● **TASK INSTRUCTIONS**
Scan the listing below. Report each line that includes "access".

● **MATERIAL FOR THE TASK**
——

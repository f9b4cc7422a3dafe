//! Object-store access for the fetcher.

use async_trait::async_trait;
use tokio::io::AsyncRead;

use crate::errors::{LogtapError, Result};

/// A fetched object: the streaming body plus the metadata the decoder needs.
pub struct FetchedObject {
    pub body: Box<dyn AsyncRead + Send + Unpin>,
    pub content_encoding: Option<String>,
    pub content_length: Option<i64>,
}

/// Read access to the object store.
#[async_trait]
pub trait ObjectStore: Send + Sync {
    async fn fetch(&self, bucket: &str, key: &str) -> Result<FetchedObject>;
}

/// Production implementation over the S3 SDK.
pub struct S3ObjectStore {
    client: aws_sdk_s3::Client,
}

impl S3ObjectStore {
    pub fn new(client: aws_sdk_s3::Client) -> Self {
        S3ObjectStore { client }
    }

    pub async fn from_env() -> Self {
        let config = aws_config::load_from_env().await;
        S3ObjectStore::new(aws_sdk_s3::Client::new(&config))
    }
}

#[async_trait]
impl ObjectStore for S3ObjectStore {
    async fn fetch(&self, bucket: &str, key: &str) -> Result<FetchedObject> {
        let response = self
            .client
            .get_object()
            .bucket(bucket)
            .key(key)
            .send()
            .await
            .map_err(|err| {
                LogtapError::ObjectFetchError(format!("s3://{bucket}/{key}: {err}"))
            })?;

        Ok(FetchedObject {
            content_encoding: response.content_encoding().map(str::to_string),
            content_length: response.content_length(),
            body: Box::new(response.body.into_async_read()),
        })
    }
}
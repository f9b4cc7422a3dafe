//! Record assembly: raw entry + rule + context → enriched record.

use serde_json::Value;
use tracing::warn;

use crate::pipeline::decoder::RawEntry;
use crate::record::{attribute_fingerprint, AttrMap, AttrValue, Record};
use crate::rules::processing::{LogMessage, ProcessingRule};
use crate::rules::ForwardingRule;
use crate::utils::query;

/// Per-object context merged into every record.
pub struct ShapeContext<'a> {
    pub bucket: &'a str,
    pub key: &'a str,
    /// Region reported by the notification; fallback for `aws.region`.
    pub region: &'a str,
    pub forwarder_arn: &'a str,
    /// Key-name extraction output, computed once per object.
    pub key_attributes: &'a AttrMap,
}

/// Assembles the enriched record for one raw entry.
///
/// Returns `None` for structured entries that are not objects; those are
/// counted and skipped without failing the notification.
pub fn shape_entry(
    rule: &ProcessingRule,
    forwarding_rule: &ForwardingRule,
    entry: &RawEntry,
    context: &ShapeContext<'_>,
) -> Option<Record> {
    let mut attributes = AttrMap::new();

    for (attribute, value) in &forwarding_rule.annotations {
        attributes.insert(attribute.clone(), AttrValue::String(value.clone()));
    }

    attributes.insert(
        "log.source.bucket".to_string(),
        AttrValue::from(context.bucket),
    );
    attributes.insert("log.source.key".to_string(), AttrValue::from(context.key));
    attributes.insert(
        "cloud.log_forwarder".to_string(),
        AttrValue::from(context.forwarder_arn),
    );

    for (attribute, value) in context.key_attributes {
        attributes.insert(attribute.clone(), value.clone());
    }

    let extracted = match entry {
        RawEntry::Line(line) => rule.extract(LogMessage::Text(line), None),
        RawEntry::Object(value) => {
            if !value.is_object() {
                warn!("Log entry is not an object");
                metrics::counter!("FilesWithInvalidLogEntries").increment(1);
                return None;
            }
            rule.extract(LogMessage::Structured(value), None)
        }
        RawEntry::SubRecord { record, enclosing } => {
            if !record.is_object() {
                warn!("Log entry is not an object");
                metrics::counter!("FilesWithInvalidLogEntries").increment(1);
                return None;
            }

            // Lift inherited top-level fields into the sub-record under
            // their attribute names, so extraction (and the CloudWatch
            // derivation in particular) sees them alongside the record's
            // own fields.
            let mut lifted = record.clone();
            if let Some(lifted_object) = lifted.as_object_mut() {
                for (source, attribute) in &rule.attrs_from_top_level_json {
                    if let Some(inherited) = query::evaluate(source, enclosing.as_ref()) {
                        if let Some(scalar) = AttrValue::from_json(&inherited) {
                            attributes.insert(attribute.clone(), scalar);
                        }
                        lifted_object.insert(attribute.clone(), inherited);
                    }
                }
            }
            rule.extract(LogMessage::Structured(&lifted), Some(enclosing.as_ref()))
        }
        RawEntry::HeaderSkipped => return None,
    };

    for (attribute, value) in extracted {
        attributes.insert(attribute, value);
    }

    if !attributes.contains_key("aws.region") && !context.region.is_empty() {
        attributes.insert("aws.region".to_string(), AttrValue::from(context.region));
    }

    // An extraction-produced content attribute wins over the generic
    // encoding of the entry.
    let content = match attributes.shift_remove("content") {
        Some(AttrValue::String(content)) => content,
        Some(other) => scalar_to_string(&other),
        None => match entry {
            RawEntry::Line(line) => line.clone(),
            RawEntry::Object(value) => compact_json(value),
            RawEntry::SubRecord { record, .. } => compact_json(record),
            RawEntry::HeaderSkipped => return None,
        },
    };

    let mut record = Record::new(content, attributes);
    record.enforce_content_limit();

    if rule.skip_content_attribute {
        record.content = attribute_fingerprint(&record.attributes).to_string();
    }

    Some(record)
}

fn compact_json(value: &Value) -> String {
    serde_json::to_string(value).unwrap_or_default()
}

fn scalar_to_string(value: &AttrValue) -> String {
    match value {
        AttrValue::String(s) => s.clone(),
        AttrValue::Int(i) => i.to_string(),
        AttrValue::Float(f) => f.to_string(),
        AttrValue::Bool(b) => b.to_string(),
    }
}
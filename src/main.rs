use clap::Parser;

use logtap::cmd::{run_worker, Cli};
use logtap::log::init_tracing_with;

#[tokio::main]
async fn main() -> logtap::Result<()> {
    let cli = Cli::parse();

    let level = cli
        .log_level
        .clone()
        .or_else(|| std::env::var("LOGGING_LEVEL").ok());
    init_tracing_with(level.as_deref(), cli.log_json);

    let report = run_worker(&cli.event, cli.deadline_ms).await?;
    println!("{}", serde_json::to_string_pretty(&report)?);
    Ok(())
}
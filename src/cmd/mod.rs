//! Command-line interface and worker bootstrap.
//!
//! `logtap-run` replays a notification-batch JSON file against the worker
//! with a synthetic execution deadline and prints the resulting failure
//! report, mirroring how the production dispatcher invokes the library.

use std::sync::Arc;
use std::time::Duration;

use clap::Parser;
use indexmap::IndexMap;
use tracing::info;

use crate::config::{self, Settings};
use crate::errors::Result;
use crate::pipeline::run::{Forwarder, NotificationBatch};
use crate::pipeline::DeadlineClock;
use crate::rules::{forwarding, processing};
use crate::s3::S3ObjectStore;
use crate::sink::credentials::{SsmTokenCache, TokenProvider};
use crate::sink::LogSink;

/// Command-line interface structure for the logtap worker.
#[derive(Parser, Debug)]
#[command(
    name = "logtap-run",
    version,
    about = "Forward object-store log files to log-ingest endpoints.",
    long_about = "Forward object-store log files to log-ingest endpoints.\n\
Rule-driven S3 log forwarding worker.\n\n\
Resources:\n  • Forwarding rules: per-bucket YAML declaring what to forward and where\n  • Processing rules: how to decode and enrich each object's entries\n  • Sinks: discovered from DYNATRACE_<ID>_ENV_URL / _API_KEY_PARAM env pairs\n  • Execution: notification batch JSON → decode → enrich → batched ingest POSTs"
)]
pub struct Cli {
    /// Path to a notification-batch JSON file ({"Records": [...]}).
    #[arg(long = "event", short = 'e', value_name = "FILE")]
    pub event: String,

    /// Synthetic execution budget for the invocation, in milliseconds.
    #[arg(long = "deadline-ms", value_name = "MS", default_value_t = 300_000)]
    pub deadline_ms: u64,

    /// Emit logs in JSON format.
    #[arg(long = "log-json")]
    pub log_json: bool,

    /// Set log level (overrides env vars like RUST_LOG).
    ///
    /// Example: info,warn,debug
    #[arg(long = "log-level")]
    pub log_level: Option<String>,
}

/// Loads rules and sinks, runs the worker over the event file, and returns
/// the failure report.
pub async fn run_worker(event_path: &str, deadline_ms: u64) -> Result<crate::pipeline::run::FailureReport> {
    let settings = Settings::from_env()?;

    let (forwarding_rules, forwarding_version) = forwarding::load(&settings).await?;
    info!(
        "Loaded log-forwarding-rules version {:?} for {} bucket(s)",
        forwarding_version,
        forwarding_rules.len()
    );

    let (processing_rules, processing_version) = processing::load(&settings).await?;
    info!(
        "Loaded log-processing-rules version {:?}",
        processing_version
    );

    let aws_config = aws_config::load_from_env().await;
    let tokens: Arc<dyn TokenProvider> =
        Arc::new(SsmTokenCache::new(aws_sdk_ssm::Client::new(&aws_config)));

    let mut sinks = IndexMap::new();
    for sink_settings in config::discover_sink_settings(settings.verify_tls) {
        let sink = LogSink::new(&sink_settings, Arc::clone(&tokens))?;
        sinks.insert(sink_settings.id.clone(), sink);
    }
    info!("Configured {} sink(s)", sinks.len());

    let store = Arc::new(S3ObjectStore::new(aws_sdk_s3::Client::new(&aws_config)));

    let mut forwarder = Forwarder::new(
        forwarding_rules,
        processing_rules,
        sinks,
        store,
        settings.forwarder_arn.clone(),
    );

    let event_raw = std::fs::read_to_string(event_path)?;
    let event: NotificationBatch = serde_json::from_str(&event_raw)?;
    info!("Processing {} notification(s)", event.records.len());

    let clock = DeadlineClock::new(Duration::from_millis(deadline_ms));
    Ok(forwarder.handle_event(&event, &clock).await)
}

——

● **EXERCISE OUTPUT**
//! Object-store access for the fetcher.
/// Read access to the object store.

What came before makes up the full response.